Primitive Feature Vector
Whether the data are measured observations, or images (pixels), free text, factors, or shapes, they can be categorized into four following types:
- Categorical data
- Binary data
- Numerical data
- Graphical data
The most primitive representation of a feature vector looks like this:
Numerical data can be represented as individual elements above (like Tweet GRU, Query GRU), and I am not going to talk too much about it.
However, for categorical data, how do we represent them? The first basic way is to use one-hot encoding:
For each type of categorical data, each category has an integer code. In the figure above, each color has a code (0 for red, 1 for orange etc.) and they will eventually be transformed to the feature vector on the right, with vector length being the total number of categories found in the data, and the element will be filled with 1 if it is of that category. This allows a natural way of dealing with missing data (with all elements 0) and multi-category (with multiple non-zeros).
In natural language processing, the bag-of-words model is often used to represent free-text data, which is the one-hot encoding above with words as the categories. It is a good way as long as the order of the words does not matter.
For binary data, it can be easily represented by one element, either 1 or 0.
Graphical data are best represented in terms of graph Laplacian and adjacency matrix. Refer to a previous blog article for more information.
A feature vector can be a concatenation of various features in terms of all these types except graphical data.
However, such representation that concatenates all the categorical, binary, and numerical fields has a lot of shortcomings:
- Data with different categories are often seen as orthogonal, i.e., perfectly dissimilar. It ignores the correlation between different variables. However, it is a very big assumption.
- The weights of different fields are not considered.
- Sometimes if the numerical values are very large, it outweighs other categorical data in terms of influence in computation.

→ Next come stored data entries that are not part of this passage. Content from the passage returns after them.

//! Content factory for building adventure inputs from data files.

use std::path::{Path, PathBuf};

use adventure_core::{
    AdventureManager, AdventureTables, ClickableLayout, GameConfig, InteractionTable, RoomRegistry,
    StateTable,
};

use crate::loaders::{
    ClickablesLoader, ConfigLoader, FsAssetSource, InteractionsLoader, LoadResult, RoomCatalog,
    RoomsLoader, StatesLoader,
};

/// Content factory that loads all adventure content from a data directory.
///
/// # Directory Structure
///
/// ```text
/// data_dir/
/// ├── config.toml
/// ├── states.ron
/// ├── interactions.ron
/// ├── clickables.ron
/// ├── rooms.ron
/// └── assets/
///     ├── splash.txt
///     └── props/
///         └── food.txt
/// ```
pub struct ContentFactory {
    data_dir: PathBuf,
}

/// Everything [`AdventureManager::initialize`] needs.
pub struct Content {
    pub config: GameConfig,
    pub tables: AdventureTables,
    pub rooms: RoomRegistry,
    pub assets: FsAssetSource,
}

impl Content {
    /// Validates the content and enters the start state.
    pub fn initialize(self) -> LoadResult<AdventureManager> {
        let Content {
            config,
            tables,
            rooms,
            assets,
        } = self;
        AdventureManager::initialize(tables, rooms, config, &assets)
            .map_err(|e| anyhow::anyhow!("Invalid adventure content ({}): {}", e.code(), e))
    }
}

impl ContentFactory {
    /// Creates a new content factory pointing to a data directory.
    pub fn new(data_dir: impl Into<PathBuf>) -> Self {
        Self {
            data_dir: data_dir.into(),
        }
    }

    /// Load game configuration from `config.toml`. A missing file means
    /// defaults.
    pub fn load_config(&self) -> LoadResult<GameConfig> {
        let path = self.data_dir.join("config.toml");
        if !path.exists() {
            tracing::info!(path = %path.display(), "no config file, using defaults");
            return Ok(GameConfig::default());
        }
        ConfigLoader::load(&path)
    }

    /// Load the state table from `states.ron`.
    pub fn load_states(&self) -> LoadResult<StateTable> {
        StatesLoader::load(&self.data_dir.join("states.ron"))
    }

    /// Load interaction rules from `interactions.ron`. Optional.
    pub fn load_interactions(&self) -> LoadResult<InteractionTable> {
        let path = self.data_dir.join("interactions.ron");
        if !path.exists() {
            return Ok(InteractionTable::default());
        }
        InteractionsLoader::load(&path)
    }

    /// Load clickable regions from `clickables.ron`. Optional.
    pub fn load_clickables(&self) -> LoadResult<ClickableLayout> {
        let path = self.data_dir.join("clickables.ron");
        if !path.exists() {
            return Ok(ClickableLayout::default());
        }
        ClickablesLoader::load(&path)
    }

    /// Load the three adventure tables.
    pub fn load_tables(&self) -> LoadResult<AdventureTables> {
        Ok(AdventureTables::new(
            self.load_states()?,
            self.load_interactions()?,
            self.load_clickables()?,
        ))
    }

    /// Load the room catalog from `rooms.ron`.
    pub fn load_rooms(&self) -> LoadResult<RoomCatalog> {
        RoomsLoader::load(&self.data_dir.join("rooms.ron"))
    }

    /// Asset source rooted at `assets/`.
    pub fn asset_source(&self) -> FsAssetSource {
        FsAssetSource::new(self.data_dir.join("assets"))
    }

    /// Load every file of the content directory.
    pub fn load(&self) -> LoadResult<Content> {
        let config = self.load_config()?;
        let tables = self.load_tables()?;
        let rooms = self.load_rooms()?.into_registry();

        tracing::info!(
            data_dir = %self.data_dir.display(),
            states = tables.states.len(),
            rooms = rooms.len(),
            "content loaded"
        );

        Ok(Content {
            config,
            tables,
            rooms,
            assets: self.asset_source(),
        })
    }

    /// Returns the data directory path.
    pub fn data_dir(&self) -> &Path {
        &self.data_dir
    }
}

#[cfg(test)]
mod tests {
    use super::*;

    #[test]
    fn test_factory_paths() {
        let factory = ContentFactory::new("/tmp/data");
        assert_eq!(factory.data_dir(), Path::new("/tmp/data"));
        assert_eq!(
            factory.asset_source().root(),
            Path::new("/tmp/data/assets")
        );
    }

    #[test]
    fn optional_files_default_to_empty() {
        let dir = tempfile::tempdir().unwrap();
        let factory = ContentFactory::new(dir.path());

        assert_eq!(factory.load_config().unwrap(), GameConfig::default());
        assert!(factory.load_interactions().unwrap().is_empty());
        assert!(factory.load_clickables().unwrap().regions.is_empty());
        assert!(factory.load_states().is_err());
    }
}
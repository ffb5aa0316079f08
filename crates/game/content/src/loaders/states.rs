//! State table loader.

use std::path::Path;

use adventure_core::{StateDefinition, StateTable};

use crate::loaders::{LoadResult, read_ron};

/// Loader for the state table from RON files.
///
/// The file is a list of state rows:
///
/// ```ron
/// [
///     (id: "splash", room: "splash", transitions: [("SPACE", "intro")]),
///     (id: "level_one", room: "level_one", avatar_visible: true,
///      exits: (east: Some("level_two"))),
/// ]
/// ```
pub struct StatesLoader;

impl StatesLoader {
    pub fn load(path: &Path) -> LoadResult<StateTable> {
        let rows: Vec<StateDefinition> = read_ron(path, "states")?;
        tracing::debug!(path = %path.display(), states = rows.len(), "loaded state table");
        Ok(StateTable::new(rows))
    }
}

#[cfg(test)]
mod tests {
    use super::*;
    use adventure_core::{Edge, KeySymbol, StateId};
    use std::io::Write;

    #[test]
    fn loads_rows_in_file_order() {
        let mut file = tempfile::NamedTempFile::new().unwrap();
        write!(
            file,
            r#"[
    (id: "splash", room: "splash", transitions: [(" ", "intro")]),
    (id: "intro", room: "intro", avatar_visible: true, exits: (east: Some("splash"))),
]"#
        )
        .unwrap();

        let table = StatesLoader::load(file.path()).unwrap();

        let splash = table.first().unwrap();
        assert_eq!(splash.id, StateId::new("splash"));
        assert!(!splash.avatar_visible);
        assert_eq!(
            splash.transitions,
            vec![(KeySymbol::space(), StateId::new("intro"))]
        );

        let intro = table.get(&StateId::new("intro")).unwrap();
        assert!(intro.avatar_visible);
        assert_eq!(intro.exits.get(Edge::East), Some(&StateId::new("splash")));
    }

    #[test]
    fn parse_errors_name_the_file() {
        let mut file = tempfile::NamedTempFile::new().unwrap();
        write!(file, "[ (id: \"oops\" ]").unwrap();

        let err = StatesLoader::load(file.path()).unwrap_err().to_string();
        assert!(err.contains("states"));
        assert!(err.contains(&file.path().display().to_string()));
    }
}
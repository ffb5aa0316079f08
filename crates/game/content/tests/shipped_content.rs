use std::path::PathBuf;

use adventure_content::ContentFactory;
use adventure_core::{KeySymbol, MovementInput, Point, RegionId, Scene, StateId};

fn data_dir() -> PathBuf {
    PathBuf::from(env!("CARGO_MANIFEST_DIR")).join("../../../data")
}

#[test]
fn shipped_content_loads_and_initializes() {
    let content = ContentFactory::new(data_dir()).load().unwrap();
    assert_eq!(content.tables.states.len(), 12);
    assert_eq!(content.rooms.len(), 12);

    let manager = content.initialize().unwrap();
    assert_eq!(manager.current_state(), &StateId::new("splash"));
    assert!(!manager.player().visible);
}

#[test]
fn shipped_assets_all_resolve() {
    use adventure_core::AssetSource;

    let factory = ContentFactory::new(data_dir());
    let assets = factory.asset_source();
    for key in [
        "dialogue_box",
        "avatars/felicity_idle",
        "avatars/felicity_walk",
        "props/food",
        "props/mask",
        "backgrounds/splash",
        "backgrounds/level_one",
    ] {
        assert!(
            !assets.resolve(&key.into()).is_placeholder(),
            "missing asset {key}"
        );
    }
}

#[test]
fn play_through_sweetfield() {
    let mut manager = ContentFactory::new(data_dir())
        .load()
        .unwrap()
        .initialize()
        .unwrap();
    let space = KeySymbol::space();
    let mut scene = Scene::new();

    let outcome = manager.on_click(&RegionId::new("play_game"));
    assert!(outcome.transition().is_some());
    assert_eq!(manager.current_state().as_str(), "sacrifice_zone_intro");

    for expected in [
        "narrative_intro_one",
        "sweetfield_map_one",
        "narrative_intro_two",
        "sweetfield_map_two",
        "instructions",
        "level_one",
    ] {
        manager.on_key(&space);
        assert_eq!(manager.current_state().as_str(), expected);
    }
    assert!(manager.player().visible);

    // food sits at (200, 550)
    manager.teleport_player(Point::new(220.0, 540.0));
    manager.on_frame(MovementInput::empty(), &mut scene);
    assert_eq!(manager.overlay().label(), "Level 1");
    assert!(manager.overlay().text().starts_with("Sweetfield City is in DANGER!"));

    manager.teleport_player(Point::new(1278.0, 360.0));
    let report = manager.on_frame(MovementInput::RIGHT, &mut scene);
    assert!(report.transition.is_some());
    assert_eq!(manager.current_state().as_str(), "level_two");
    assert!(!manager.overlay().is_visible());

    // the mask's narration comes from the interaction table
    manager.teleport_player(Point::new(600.0, 550.0));
    manager.on_frame(MovementInput::empty(), &mut scene);
    assert_eq!(manager.overlay().label(), "Level 2");
    assert!(manager.overlay().text().starts_with("The air is too toxic"));

    manager.teleport_player(Point::new(1278.0, 300.0));
    manager.on_frame(MovementInput::RIGHT, &mut scene);
    assert_eq!(manager.current_state().as_str(), "sweetfield_saved_b");
    assert!(!manager.player().visible);
    assert!(scene.dialogue().is_none());

    for expected in ["narrative_ending", "climate_justice_alliance", "splash"] {
        manager.on_key(&space);
        assert_eq!(manager.current_state().as_str(), expected);
    }
}

#[test]
fn dangling_reference_in_a_content_dir_is_rejected() {
    let dir = tempfile::tempdir().unwrap();
    std::fs::write(
        dir.path().join("states.ron"),
        r#"[(id: "start", room: "start", transitions: [("SPACE", "missing")])]"#,
    )
    .unwrap();
    std::fs::write(
        dir.path().join("rooms.ron"),
        r#"{ "start": Narrative((background: "start")) }"#,
    )
    .unwrap();

    let content = ContentFactory::new(dir.path()).load().unwrap();
    let err = content.initialize().unwrap_err().to_string();

    assert!(err.contains("unknown_state"), "{err}");
    assert!(err.contains("missing"), "{err}");
}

- Data are very sparse, costing a lot of memory waste and computing time.
- It is unknown whether some of the data are irrelevant.
Modifying Feature Vectors
In light of the shortcomings, to modify the feature factors, there are three main ways of dealing with this:
- Rescaling: rescaling all of some of the elements, or reweighing, to adjust the influence from different variables.

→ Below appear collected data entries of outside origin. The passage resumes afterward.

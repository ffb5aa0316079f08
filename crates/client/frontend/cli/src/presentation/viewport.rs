//! Mapping between the logical canvas and terminal cells.
//!
//! The adventure speaks in canvas pixels (1280×720 by default); the terminal
//! offers a grid of cells. The viewport scales one onto the other
//! independently per axis.

use adventure_core::{Point, Rect, Size};
use ratatui::layout::Rect as CellRect;

#[derive(Clone, Copy, Debug, PartialEq)]
pub struct Viewport {
    pub area: CellRect,
    pub canvas: Size,
}

impl Viewport {
    pub fn new(area: CellRect, canvas: Size) -> Self {
        Self { area, canvas }
    }

    fn column_of(&self, x: f32) -> f32 {
        x * self.area.width as f32 / self.canvas.width
    }

    fn row_of(&self, y: f32) -> f32 {
        y * self.area.height as f32 / self.canvas.height
    }

    /// Cells covered by a canvas rectangle, clipped to the viewport.
    ///
    /// A non-empty rectangle inside the canvas always covers at least one
    /// cell so small props stay visible on tiny terminals.
    pub fn to_cells(&self, rect: Rect) -> CellRect {
        if self.area.is_empty() || rect.width <= 0.0 || rect.height <= 0.0 {
            return CellRect::new(self.area.x, self.area.y, 0, 0);
        }

        let left = self.column_of(rect.x).floor();
        let top = self.row_of(rect.y).floor();
        let right = self.column_of(rect.right()).ceil();
        let bottom = self.row_of(rect.bottom()).ceil();

        let max_w = self.area.width as f32;
        let max_h = self.area.height as f32;
        let left = left.clamp(0.0, max_w);
        let top = top.clamp(0.0, max_h);
        let right = right.clamp(0.0, max_w);
        let bottom = bottom.clamp(0.0, max_h);

        CellRect::new(
            self.area.x + left as u16,
            self.area.y + top as u16,
            (right - left) as u16,
            (bottom - top) as u16,
        )
    }

    /// Cell holding a canvas point, or `None` outside the viewport.
    pub fn to_cell(&self, point: Point) -> Option<(u16, u16)> {
        if point.x < 0.0 || point.y < 0.0 {
            return None;
        }
        let col = self.column_of(point.x).floor();
        let row = self.row_of(point.y).floor();
        if col >= self.area.width as f32 || row >= self.area.height as f32 {
            return None;
        }
        Some((self.area.x + col as u16, self.area.y + row as u16))
    }

    /// Canvas point at the centre of a terminal cell, or `None` if the
    /// cell lies outside the viewport.
    pub fn to_canvas(&self, column: u16, row: u16) -> Option<Point> {
        let area = self.area;
        if column < area.x
            || row < area.y
            || column >= area.x + area.width
            || row >= area.y + area.height
        {
            return None;
        }
        let x = ((column - area.x) as f32 + 0.5) * self.canvas.width / area.width as f32;
        let y = ((row - area.y) as f32 + 0.5) * self.canvas.height / area.height as f32;
        Some(Point::new(x, y))
    }
}
//! Room catalog loader.

use std::collections::BTreeMap;
use std::path::Path;

use adventure_core::{RoomId, RoomRegistry, RoomSpec};

use crate::loaders::{LoadResult, read_ron};

/// Room descriptions keyed by room id, as written in `rooms.ron`.
///
/// ```ron
/// {
///     "splash": Narrative((background: "splash")),
///     "level_one": Level((
///         background: "level_one",
///         props: [(id: "food", center: (x: 200.0, y: 550.0),
///                  size: (width: 100.0, height: 53.0), sprite: "props/food")],
///     )),
/// }
/// ```
#[derive(Clone, Debug, Default)]
pub struct RoomCatalog {
    specs: BTreeMap<RoomId, RoomSpec>,
}

impl RoomCatalog {
    pub fn new(specs: BTreeMap<RoomId, RoomSpec>) -> Self {
        Self { specs }
    }

    pub fn get(&self, id: &RoomId) -> Option<&RoomSpec> {
        self.specs.get(id)
    }

    pub fn len(&self) -> usize {
        self.specs.len()
    }

    pub fn is_empty(&self) -> bool {
        self.specs.is_empty()
    }

    /// Builds one room per entry.
    pub fn into_registry(self) -> RoomRegistry {
        self.specs
            .into_iter()
            .fold(RoomRegistry::new(), |registry, (id, spec)| {
                registry.with(id, spec.into_room())
            })
    }
}

/// Loader for the room catalog from RON files.
pub struct RoomsLoader;

impl RoomsLoader {
    pub fn load(path: &Path) -> LoadResult<RoomCatalog> {
        let specs: BTreeMap<RoomId, RoomSpec> = read_ron(path, "rooms")?;
        tracing::debug!(path = %path.display(), rooms = specs.len(), "loaded room catalog");
        Ok(RoomCatalog::new(specs))
    }
}
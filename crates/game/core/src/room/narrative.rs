use crate::asset::Asset;
use crate::geometry::{Point, Rect, Size};
use crate::ids::AssetKey;
use crate::scene::{DrawCommand, Scene};
use crate::style::TextStyle;

use super::{PreloadContext, Room, RoomContext};

/// Background plus an optional fixed block of story or instruction text.
#[derive(Clone, Debug, PartialEq)]
#[cfg_attr(feature = "serde", derive(serde::Serialize, serde::Deserialize))]
pub struct NarrativeSpec {
    pub background: AssetKey,
    #[cfg_attr(feature = "serde", serde(default))]
    pub text: Option<String>,
    /// Top-left corner of the text box. Defaults to (200, 250).
    #[cfg_attr(feature = "serde", serde(default))]
    pub text_origin: Option<Point>,
    #[cfg_attr(feature = "serde", serde(default))]
    pub style: TextStyle,
    /// Grey tint (0 = black, 255 = untouched) applied to the background.
    #[cfg_attr(feature = "serde", serde(default))]
    pub tint: Option<u8>,
}

impl NarrativeSpec {
    pub fn new(background: impl Into<AssetKey>) -> Self {
        Self {
            background: background.into(),
            text: None,
            text_origin: None,
            style: TextStyle::default(),
            tint: None,
        }
    }

    pub fn with_text(mut self, text: impl Into<String>) -> Self {
        self.text = Some(text.into());
        self
    }
}

pub struct NarrativeRoom {
    spec: NarrativeSpec,
    background: Option<Asset>,
    text_box: Rect,
}

impl NarrativeRoom {
    pub const DEFAULT_TEXT_ORIGIN: Point = Point::new(200.0, 250.0);

    pub fn new(spec: NarrativeSpec) -> Self {
        Self {
            spec,
            background: None,
            text_box: Rect::default(),
        }
    }

    /// Text box geometry: two thirds of the canvas in each direction.
    fn layout_text_box(&self, canvas: Size) -> Rect {
        let origin = self.spec.text_origin.unwrap_or(Self::DEFAULT_TEXT_ORIGIN);
        Rect::new(
            origin.x,
            origin.y,
            canvas.width / 6.0 * 4.0,
            canvas.height / 6.0 * 4.0,
        )
    }
}

impl Room for NarrativeRoom {
    fn preload(&mut self, ctx: &PreloadContext<'_>) {
        self.background = Some(ctx.assets.resolve(&self.spec.background));
        self.text_box = self.layout_text_box(ctx.canvas);
    }

    fn draw(&mut self, _ctx: &mut RoomContext<'_>, scene: &mut Scene) {
        let asset = self
            .background
            .clone()
            .unwrap_or_else(|| Asset::placeholder(self.spec.background.clone()));
        scene.push(DrawCommand::Background {
            asset,
            tint: self.spec.tint,
        });

        if let Some(text) = &self.spec.text {
            scene.push(DrawCommand::TextBox {
                rect: self.text_box,
                text: text.clone(),
                style: self.spec.style.clone(),
            });
        }
    }
}

#[cfg(test)]
mod tests {
    use super::*;
    use crate::asset::StaticAssets;
    use crate::config::PlayerConfig;
    use crate::ids::StateId;
    use crate::overlay::NarrativeOverlay;
    use crate::player::Player;
    use crate::tables::InteractionTable;

    #[test]
    fn draws_background_then_text() {
        let canvas = Size::new(1280.0, 720.0);
        let assets = StaticAssets::new().with("intro_bg", "art");
        let mut room = NarrativeRoom::new(NarrativeSpec::new("intro_bg").with_text("Long ago..."));
        room.preload(&PreloadContext {
            assets: &assets,
            canvas,
        });

        let state = StateId::new("intro");
        let player = Player::new(&PlayerConfig::default(), canvas.center());
        let mut overlay = NarrativeOverlay::new();
        let interactions = InteractionTable::default();
        let mut ctx = RoomContext::new(&state, &player, &mut overlay, &interactions, canvas);
        let mut scene = Scene::new();
        room.draw(&mut ctx, &mut scene);

        let commands = scene.commands();
        assert!(matches!(
            &commands[0],
            DrawCommand::Background { asset, .. } if !asset.is_placeholder()
        ));
        let DrawCommand::TextBox { rect, text, .. } = &commands[1] else {
            panic!("expected text box");
        };
        assert_eq!(text, "Long ago...");
        assert_eq!(*rect, Rect::new(200.0, 250.0, 1280.0 / 6.0 * 4.0, 480.0));
    }
}
//! Application state that lives outside the adventure manager.

use adventure_core::Transition;

/// Mutable UI state: display mode and the last thing that happened.
#[derive(Clone, Debug, Default)]
pub struct AppState {
    /// Status bar hidden, canvas fills the whole terminal.
    pub fullscreen: bool,
    pub last_transition: Option<Transition>,
    pub transitions: u64,
}

impl AppState {
    pub fn new() -> Self {
        Self::default()
    }

    pub fn toggle_fullscreen(&mut self) {
        self.fullscreen = !self.fullscreen;
        tracing::debug!(fullscreen = self.fullscreen, "Display mode toggled");
    }

    pub fn note_transition(&mut self, transition: &Transition) {
        self.transitions += 1;
        self.last_transition = Some(transition.clone());
    }
}

#[cfg(test)]
mod tests {
    use super::*;
    use adventure_core::{KeySymbol, StateId, TransitionCause};

    #[test]
    fn starts_windowed() {
        let state = AppState::new();
        assert!(!state.fullscreen);
        assert!(state.last_transition.is_none());
    }

    #[test]
    fn toggle_flips_back_and_forth() {
        let mut state = AppState::new();
        state.toggle_fullscreen();
        assert!(state.fullscreen);
        state.toggle_fullscreen();
        assert!(!state.fullscreen);
    }

    #[test]
    fn remembers_last_transition() {
        let mut state = AppState::new();
        let transition = Transition {
            from: StateId::new("splash"),
            to: StateId::new("intro"),
            cause: TransitionCause::Key(KeySymbol::new("ENTER")),
        };
        state.note_transition(&transition);
        assert_eq!(state.transitions, 1);
        assert_eq!(state.last_transition, Some(transition));
    }
}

- Embedding: condensing the information into vectors of smaller lengths.
- Sparse coding: deliberately extend the vectors to a larger length.

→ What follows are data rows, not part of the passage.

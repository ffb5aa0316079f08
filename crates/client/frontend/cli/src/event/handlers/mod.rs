//! Event handler implementations for EventLoop.
//!
//! This module contains handler methods organized by responsibility:
//! - `input`: Keyboard and mouse input, forwarded to the adventure manager
//! - `rendering`: Frame stepping and terminal rendering
//!
//! All handlers are implemented as `impl EventLoop` blocks in separate files,
//! and are automatically available to the EventLoop through Rust's module system.

mod input;
mod rendering;
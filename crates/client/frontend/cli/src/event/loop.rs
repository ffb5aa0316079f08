//! Frame loop orchestrating user input, adventure updates, and rendering.

use std::time::Instant;

use adventure_core::{AdventureManager, Scene};
use anyhow::Result;
use ratatui::layout::Rect as CellRect;
use tokio::time::{self, MissedTickBehavior};

use crate::{
    config::CliConfig,
    input::{HeldKeys, InputHandler},
    presentation::{terminal::Tui, viewport::Viewport},
    state::AppState,
};

/// Event loop owning the adventure manager for the life of the session.
///
/// Every tick it:
/// - Drains pending terminal events into the manager
/// - Samples held arrow keys and advances one frame
/// - Renders the resulting scene
pub struct EventLoop {
    pub(crate) manager: AdventureManager,
    pub(crate) input: InputHandler,
    pub(crate) held: HeldKeys,
    pub(crate) app_state: AppState,
    pub(crate) scene: Scene,
    /// Viewport of the last render, used to map mouse cells onto the canvas.
    pub(crate) viewport: Viewport,
    pub(crate) cli_config: CliConfig,
}

impl EventLoop {
    pub fn new(manager: AdventureManager, cli_config: CliConfig) -> Self {
        let canvas = manager.config().canvas;
        Self {
            manager,
            input: InputHandler::new(),
            held: HeldKeys::new(cli_config.key_hold),
            app_state: AppState::new(),
            scene: Scene::new(),
            viewport: Viewport::new(CellRect::default(), canvas),
            cli_config,
        }
    }

    pub fn manager(&self) -> &AdventureManager {
        &self.manager
    }

    pub fn app_state(&self) -> &AppState {
        &self.app_state
    }

    /// Runs until the user quits. Returns the manager so callers can log
    /// where the session ended.
    pub async fn run(mut self, terminal: &mut Tui) -> Result<AdventureManager> {
        self.step(Instant::now());
        self.render(terminal)?;

        let mut ticker = time::interval(self.cli_config.frame_interval);
        ticker.set_missed_tick_behavior(MissedTickBehavior::Skip);

        loop {
            ticker.tick().await;

            let now = Instant::now();
            if self.drain_input(now)? {
                break;
            }
            self.step(now);
            self.render(terminal)?;
        }

        tracing::info!(
            frames = self.manager.frame(),
            state = %self.manager.current_state(),
            "Frame loop stopped"
        );
        Ok(self.manager)
    }
}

Rescaling means rescaling all or some of the elements in the vectors. Usually there are two ways:
- Normalization: normalizing all the categories of one feature to having the sum of 1.
- Term frequency-inverse document frequency (tf-idf): weighing the elements so that the weights are heavier if the frequency is higher and it appears in relatively few documents or class labels.
Embedding means condensing a sparse vector to a smaller vector. Many sparse elements disappear and information is encoded inside the elements. There are rich amount of work on this.
- Topic models: finding the topic models (latent Dirichlet allocation (LDA), structural topic models (STM) etc.) and encode the vectors with topics instead;
- Global dimensionality reduction algorithms: reducing the dimensions by retaining the principal components of the vectors of all the data, e.g., principal component analysis (PCA), independent component analysis (ICA), multi-dimensional scaling (MDS) etc;
- Local dimensionality reduction algorithms: same as the global, but these are good for finding local patterns, where examples include t-Distributed Stochastic Neighbor Embedding (tSNE) and Uniform Manifold Approximation and Projection (UMAP);
- Representation learned from deep neural networks: embeddings learned from encoding using neural networks, such as auto-encoders, Word2Vec, FastText, BERT etc.
- Mixture Models: Gaussian mixture models (GMM), Dirichlet multinomial mixture (DMM) etc.
- Others: Tensor decomposition (Schmidt decomposition, Jennrich algorithm etc.), GloVe etc.
Sparse coding is good for finding basis vectors for dense vectors.